Trump, con il suo «America First», incarna la filosofia di un’America stanca di guerre senza fine e compromessi internazionali che arricchiscono gli altri. L’approccio di Trump è il realismo, con la convinzione che gli Stati Uniti debbano guardare prima a se stessi, ai loro lavoratori, alla loro sicurezza. Sotto la sua amministrazione, il ritiro da accordi multilaterali considerati poco vantaggiosi è stato visto come un modo di riportare il focus sulle questioni domestiche, per restituire alla classe media americana ciò che, secondo lui, gli accordi globali hanno tolto.

Harris si pone come il ritorno alla normalità pre-Trump: multilaterale, aperta, pervasa da una fiducia quasi ingenua nella cooperazione internazionale. L’idea è che l’America, rinunciando al suo ruolo di arbitro assoluto, possa fare da capitano gentile in un mondo che va verso soluzioni condivise. Ma non è forse un’illusione pensare che Paesi come la Cina, la Russia, o persino l’Europa, siano pronti a fare concessioni o a seguire una leadership americana senza un tornaconto?

Harris, con la sua esperienza internazionale limitata, ha una visione ingenua che, pur affascinante, ignora le insidie di un sistema globale dove ogni potenza gioca per sé e dove gli alleati sono alleati finché “va tutto bene”. Pensare che basti tornare all’Accordo di Parigi o rafforzare le relazioni con l’Onu per risolvere questioni complesse come il cambiamento climatico, la stabilità nel Medio Oriente o la sicurezza dei confini, è una visione fortemente limitata.

L’approccio di Trump, che guarda agli accordi globali come strumenti utili solo quando favoriscono direttamente l’America, può sembrare cinico.
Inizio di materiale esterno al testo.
fn tokenize(input: &str) -> Result<Vec<Token>, String> {
    let mut tokens = Vec::new();
    let chars: Vec<char> = input.chars().collect();
    let mut i = 0;

    while i < chars.len() {
        let c = chars[i];
        match c {
            ' ' | '\t' | '\n' | '\r' => i += 1,
            '(' => {
                tokens.push(Token::LParen);
                i += 1;
            }
            ')' => {
                tokens.push(Token::RParen);
                i += 1;
            }
            '"' | '\'' => {
                let quote = c;
                let mut s = String::new();
                i += 1;
                while i < chars.len() && chars[i] != quote {
                    s.push(chars[i]);
                    i += 1;
                }
                if i >= chars.len() {
                    return Err("unterminated string literal".to_string());
                }
                i += 1;
                tokens.push(Token::Str(s));
            }
            '=' | '!' | '<' | '>' | '&' | '|' | '+' | '-' => {
                let two: String = chars[i..chars.len().min(i + 2)].iter().collect();
                let op = match two.as_str() {
                    "==" | "!=" | "<=" | ">=" | "&&" | "||" => {
                        i += 2;
                        match two.as_str() {
                            "==" => "==",
                            "!=" => "!=",
                            "<=" => "<=",
                            ">=" => ">=",
                            "&&" => "&&",
                            _ => "||",
                        }
                    }
                    _ => {
                        i += 1;
                        match c {
                            '=' => return Err("single '=' is not an operator; use '=='".to_string()),
                            '!' => "!",
                            '<' => "<",
                            '>' => ">",
                            '+' => "+",
                            '-' => "-",
                            '&' | '|' => return Err(format!("incomplete operator '{}'", c)),
                            _ => unreachable!(),
                        }
                    }
                };
                tokens.push(Token::Op(op));
            }
            _ if c.is_ascii_digit() => {
                let start = i;
                while i < chars.len() && (chars[i].is_ascii_digit() || chars[i] == '.') {
                    i += 1;
                }
                let text: String = chars[start..i].iter().collect();
                let num = text
                    .parse::<f64>()
                    .map_err(|_| format!("bad number '{}'", text))?;
                tokens.push(Token::Num(num));
            }
            _ if c.is_alphabetic() || c == '_' => {
                let start = i;
                while i < chars.len() && (chars[i].is_alphanumeric() || chars[i] == '_') {
                    i += 1;
                }
                tokens.push(Token::Ident(chars[start..i].iter().collect()));
            }
            other => return Err(format!("unexpected character '{}'", other)),
        }
    }

    Ok(tokens)
}

// --- parser ----------------------------------------------------------------

struct Parser {
    source_text: String,
    tokens: Vec<Token>,
    pos: usize,
}
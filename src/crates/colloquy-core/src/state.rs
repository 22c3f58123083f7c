//! Dialogue state: the checkpointed per-session container
//!
//! [`DialogueState`] is everything a session carries between turns: the flow
//! stack, per-flow slot stores, executed-step sets (the idempotence keys for
//! actions), the single optional [`PendingTask`], a bounded conversation
//! window, and turn bookkeeping. The whole structure round-trips losslessly
//! through serde - that is what makes suspension a *state property*: a turn
//! fully returns, and the next turn reconstructs execution from the
//! checkpoint alone. Nothing here holds a call stack, a future, or any other
//! process-bound resource.
//!
//! # Invariants
//!
//! - every flow id in `flow_slots` / `executed_steps` appears on `flow_stack`
//!   (pruning happens when a flow exits)
//! - at most one stack entry is `Active`; entries below are `Paused`
//! - `pending_task` is present iff the previous turn ended at a suspension
//!   point
//! - `executed_steps` per flow grows monotonically within the flow's lifetime
//! - `messages` is trimmed to the configured history window
//! - `turn_count` is strictly increasing
//!
//! State is never mutated by node code directly; nodes produce
//! [`StateDelta`](crate::delta::StateDelta)s which the scheduler applies.

use chrono::{DateTime, Utc};
use serde::{Deserialize, Serialize};
use serde_json::Value;
use std::collections::{BTreeSet, HashMap};
use uuid::Uuid;

/// Lifecycle phase of a flow context
#[derive(Debug, Clone, Copy, PartialEq, Eq, Serialize, Deserialize)]
#[serde(rename_all = "lowercase")]
pub enum FlowPhase {
    /// Top of the stack, currently executing
    Active,
    /// Below an active flow, waiting to resume
    Paused,
    /// Ran to its end
    Completed,
    /// Abandoned by the user
    Cancelled,
    /// Unrecoverable runtime failure
    Error,
}

/// How a flow ended
#[derive(Debug, Clone, Copy, PartialEq, Eq, Serialize, Deserialize)]
#[serde(rename_all = "lowercase")]
pub enum FlowResult {
    Completed,
    Cancelled,
    Error,
}

impl FlowResult {
    /// The terminal phase this result maps to
    pub fn phase(self) -> FlowPhase {
        match self {
            FlowResult::Completed => FlowPhase::Completed,
            FlowResult::Cancelled => FlowPhase::Cancelled,
            FlowResult::Error => FlowPhase::Error,
        }
    }
}

/// Why a flow was pushed onto the stack
#[derive(Debug, Clone, Copy, PartialEq, Eq, Serialize, Deserialize)]
#[serde(rename_all = "snake_case")]
pub enum PushReason {
    /// First flow of a conversation, or a fresh top-level intent
    Initial,
    /// User interrupted with a new task
    Interruption,
    /// Explicit digression with intent to return
    Digression,
    /// Parent `call` step
    Call,
    /// `link` transfer from a completed flow
    Link,
}

/// A live instance of a flow on the stack
#[derive(Debug, Clone, PartialEq, Serialize, Deserialize)]
pub struct FlowContext {
    /// Opaque unique id; the key into `flow_slots` and `executed_steps`
    pub flow_id: String,

    /// Name of the flow definition this context executes
    pub flow_name: String,

    /// Lifecycle phase
    pub flow_state: FlowPhase,

    /// Cursor: index into the compiled node order
    pub current_step_index: usize,

    /// Why this context was pushed
    pub reason: PushReason,

    /// Whether control returns to the parent when this context completes
    pub resume_parent: bool,

    /// Child slot name to parent slot name, applied on completion (from `call`)
    #[serde(default, skip_serializing_if = "HashMap::is_empty")]
    pub output_mappings: HashMap<String, String>,

    /// Inputs this context was seeded with
    #[serde(default, skip_serializing_if = "HashMap::is_empty")]
    pub inputs: HashMap<String, Value>,

    pub started_at: DateTime<Utc>,
    #[serde(default, skip_serializing_if = "Option::is_none")]
    pub paused_at: Option<DateTime<Utc>>,
    #[serde(default, skip_serializing_if = "Option::is_none")]
    pub completed_at: Option<DateTime<Utc>>,
}

impl FlowContext {
    /// Create a fresh active context for a named flow
    pub fn new(flow_name: impl Into<String>, reason: PushReason) -> Self {
        Self {
            flow_id: Uuid::new_v4().to_string(),
            flow_name: flow_name.into(),
            flow_state: FlowPhase::Active,
            current_step_index: 0,
            reason,
            resume_parent: matches!(
                reason,
                PushReason::Digression | PushReason::Interruption | PushReason::Call
            ),
            output_mappings: HashMap::new(),
            inputs: HashMap::new(),
            started_at: Utc::now(),
            paused_at: None,
            completed_at: None,
        }
    }

    /// Seed inputs (used by `call` and digressions with carried slots)
    pub fn with_inputs(mut self, inputs: HashMap<String, Value>) -> Self {
        self.inputs = inputs;
        self
    }

    /// Record output mappings applied when this context completes
    pub fn with_output_mappings(mut self, mappings: HashMap<String, String>) -> Self {
        self.output_mappings = mappings;
        self
    }
}

/// The single "I need input from the user" record carried across turns
#[derive(Debug, Clone, PartialEq, Serialize, Deserialize)]
#[serde(tag = "task", rename_all = "snake_case")]
pub enum PendingTask {
    /// A collect step is waiting for a slot value
    Collect {
        slot: String,
        prompt: String,
        #[serde(default, skip_serializing_if = "Option::is_none")]
        options: Option<Vec<String>>,
    },
    /// A confirm step is waiting for yes/no
    Confirm {
        prompt: String,
        options: Vec<String>,
    },
    /// A say step with `await_ack` is waiting for acknowledgement
    Inform {
        prompt: String,
        #[serde(default)]
        wait: bool,
    },
}

impl PendingTask {
    /// The prompt to re-render when extracting a response
    pub fn prompt(&self) -> &str {
        match self {
            PendingTask::Collect { prompt, .. } => prompt,
            PendingTask::Confirm { prompt, .. } => prompt,
            PendingTask::Inform { prompt, .. } => prompt,
        }
    }
}

/// Who said a conversation turn
#[derive(Debug, Clone, Copy, PartialEq, Eq, Serialize, Deserialize)]
#[serde(rename_all = "lowercase")]
pub enum Role {
    User,
    Assistant,
}

/// One entry of the bounded conversation window
#[derive(Debug, Clone, PartialEq, Serialize, Deserialize)]
pub struct ConversationTurn {
    pub role: Role,
    pub content: String,
}

impl ConversationTurn {
    pub fn user(content: impl Into<String>) -> Self {
        Self {
            role: Role::User,
            content: content.into(),
        }
    }

    pub fn assistant(content: impl Into<String>) -> Self {
        Self {
            role: Role::Assistant,
            content: content.into(),
        }
    }
}

/// Classification of what the conversation is parked on
#[derive(Debug, Clone, Copy, PartialEq, Eq, Serialize, Deserialize, Default)]
#[serde(rename_all = "snake_case")]
pub enum ConversationState {
    /// No active flow
    #[default]
    Idle,
    /// Parked on a collect step
    WaitingForSlot,
    /// Parked on an action step
    ReadyForAction,
    /// Parked on a confirm step
    ReadyForConfirmation,
    /// Parked on an internal step (branch, set, say)
    Internal,
    /// Session marked for human handoff
    Escalated,
}

/// Bounded record of a flow that recently left the stack
#[derive(Debug, Clone, PartialEq, Serialize, Deserialize)]
pub struct CompletedFlow {
    pub flow_id: String,
    pub flow_name: String,
    pub result: FlowResult,
    pub started_at: DateTime<Utc>,
    pub ended_at: DateTime<Utc>,
}

/// The complete checkpointed state of one dialogue session
#[derive(Debug, Clone, PartialEq, Serialize, Deserialize, Default)]
pub struct DialogueState {
    /// Flow contexts, bottom to top; the last entry is the active context
    #[serde(default)]
    pub flow_stack: Vec<FlowContext>,

    /// flow id to slot name to value
    #[serde(default)]
    pub flow_slots: HashMap<String, HashMap<String, Value>>,

    /// flow id to set of executed step indices (action idempotence keys)
    #[serde(default)]
    pub executed_steps: HashMap<String, BTreeSet<usize>>,

    /// At most one suspension carried to the next turn
    #[serde(default, skip_serializing_if = "Option::is_none")]
    pub pending_task: Option<PendingTask>,

    /// Interpretation produced this turn; cleared before checkpointing
    #[serde(default, skip_serializing_if = "Option::is_none")]
    pub last_nlu: Option<crate::nlu::NluInterpretation>,

    /// Bounded trailing conversation window
    #[serde(default)]
    pub messages: Vec<ConversationTurn>,

    /// Per-turn scratchpad; `_`-prefixed keys are never user-visible
    #[serde(default)]
    pub metadata: HashMap<String, Value>,

    /// Bounded log of flows that recently left the stack
    #[serde(default)]
    pub completed_flows: Vec<CompletedFlow>,

    /// What the conversation is parked on
    #[serde(default)]
    pub conversation_state: ConversationState,

    /// Strictly increasing turn counter
    #[serde(default)]
    pub turn_count: u64,

    /// Response emitted by the previous turn
    #[serde(default, skip_serializing_if = "Option::is_none")]
    pub last_response: Option<String>,
}

impl DialogueState {
    /// Fresh state for a new session
    pub fn new() -> Self {
        Self::default()
    }

    /// The active flow context (top of stack), if any
    pub fn active_context(&self) -> Option<&FlowContext> {
        self.flow_stack.last()
    }

    /// Mutable access to the active flow context
    pub fn active_context_mut(&mut self) -> Option<&mut FlowContext> {
        self.flow_stack.last_mut()
    }

    /// Slots of the active flow (empty map when idle)
    pub fn active_slots(&self) -> HashMap<String, Value> {
        self.active_context()
            .and_then(|ctx| self.flow_slots.get(&ctx.flow_id))
            .cloned()
            .unwrap_or_default()
    }

    /// One slot of the active flow
    pub fn active_slot(&self, name: &str) -> Option<&Value> {
        let ctx = self.active_context()?;
        self.flow_slots.get(&ctx.flow_id)?.get(name)
    }

    /// Whether a step index has been executed in the given flow instance
    pub fn is_step_executed(&self, flow_id: &str, index: usize) -> bool {
        self.executed_steps
            .get(flow_id)
            .map(|set| set.contains(&index))
            .unwrap_or(false)
    }

    /// Append a conversation turn, trimming to the history window
    pub fn push_message(&mut self, turn: ConversationTurn, window: usize) {
        self.messages.push(turn);
        if self.messages.len() > window {
            let excess = self.messages.len() - window;
            self.messages.drain(..excess);
        }
    }

    /// Record a terminal flow in the bounded completed-flows log
    pub fn push_completed(&mut self, entry: CompletedFlow, window: usize) {
        self.completed_flows.push(entry);
        if self.completed_flows.len() > window {
            let excess = self.completed_flows.len() - window;
            self.completed_flows.drain(..excess);
        }
    }

    /// Drop the slot store and executed-step set of a flow instance
    pub fn prune_flow(&mut self, flow_id: &str) {
        self.flow_slots.remove(flow_id);
        self.executed_steps.remove(flow_id);
    }

    /// Depth of the flow stack
    pub fn stack_depth(&self) -> usize {
        self.flow_stack.len()
    }
}

#[cfg(test)]
mod tests {
    use super::*;
    use serde_json::json;

    #[test]
    fn test_new_state_is_idle() {
        let state = DialogueState::new();
        assert!(state.active_context().is_none());
        assert_eq!(state.conversation_state, ConversationState::Idle);
        assert_eq!(state.turn_count, 0);
    }

    #[test]
    fn test_active_context_is_top_of_stack() {
        let mut state = DialogueState::new();
        let mut bottom = FlowContext::new("parent", PushReason::Initial);
        bottom.flow_state = FlowPhase::Paused;
        let top = FlowContext::new("child", PushReason::Digression);
        let top_id = top.flow_id.clone();

        state.flow_stack.push(bottom);
        state.flow_stack.push(top);

        assert_eq!(state.active_context().unwrap().flow_id, top_id);
        assert_eq!(state.stack_depth(), 2);
    }

    #[test]
    fn test_message_window_trims_oldest() {
        let mut state = DialogueState::new();
        for i in 0..5 {
            state.push_message(ConversationTurn::user(format!("m{}", i)), 3);
        }
        assert_eq!(state.messages.len(), 3);
        assert_eq!(state.messages[0].content, "m2");
    }

    #[test]
    fn test_prune_flow_removes_slots_and_marks() {
        let mut state = DialogueState::new();
        state
            .flow_slots
            .insert("f1".to_string(), HashMap::from([("a".to_string(), json!(1))]));
        state
            .executed_steps
            .insert("f1".to_string(), BTreeSet::from([0, 1]));

        state.prune_flow("f1");

        assert!(state.flow_slots.is_empty());
        assert!(state.executed_steps.is_empty());
    }

    #[test]
    fn test_digression_context_resumes_parent() {
        assert!(FlowContext::new("f", PushReason::Digression).resume_parent);
        assert!(FlowContext::new("f", PushReason::Interruption).resume_parent);
        assert!(FlowContext::new("f", PushReason::Call).resume_parent);
        assert!(!FlowContext::new("f", PushReason::Initial).resume_parent);
        assert!(!FlowContext::new("f", PushReason::Link).resume_parent);
    }

    #[test]
    fn test_state_round_trips_through_json() {
        let mut state = DialogueState::new();
        let ctx = FlowContext::new("book_flight", PushReason::Initial);
        let id = ctx.flow_id.clone();
        state.flow_stack.push(ctx);
        state
            .flow_slots
            .insert(id.clone(), HashMap::from([("origin".to_string(), json!("Madrid"))]));
        state.executed_steps.insert(id, BTreeSet::from([0]));
        state.pending_task = Some(PendingTask::Collect {
            slot: "destination".to_string(),
            prompt: "Where to?".to_string(),
            options: None,
        });
        state.turn_count = 4;

        let bytes = serde_json::to_vec(&state).unwrap();
        let restored: DialogueState = serde_json::from_slice(&bytes).unwrap();
        assert_eq!(restored, state);
    }
}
Ma, a conti fatti, è un realismo crudo che risuona con milioni di americani che sentono di aver perso terreno.

Trump e Harris offrono due visioni alternative: una focalizzata sulla tutela degli americani, l’altra su un’America che si fa ancora guida e protettore morale del pianeta.

Non facciamoci troppe illusioni sulla possibilità di conoscere il nome del prossimo o della prossima presidente degli Stati Uniti nella notte tra il 5 e il 6 novembre oppure, al più tardi, nella giornata successiva. I pessimisti sui tempi pensano soprattutto all’opera dilatoria della schiera di avvocati già assoldati da Donald Trump per contestare l’eventuale vittoria di Kamala Harris. Ma, al di là delle tattiche del tycoon, sono le procedure elettorali che di per se stesse inducono a ipotizzare ritardi nella diffusione del risultato finale della corsa per la Casa Bianca.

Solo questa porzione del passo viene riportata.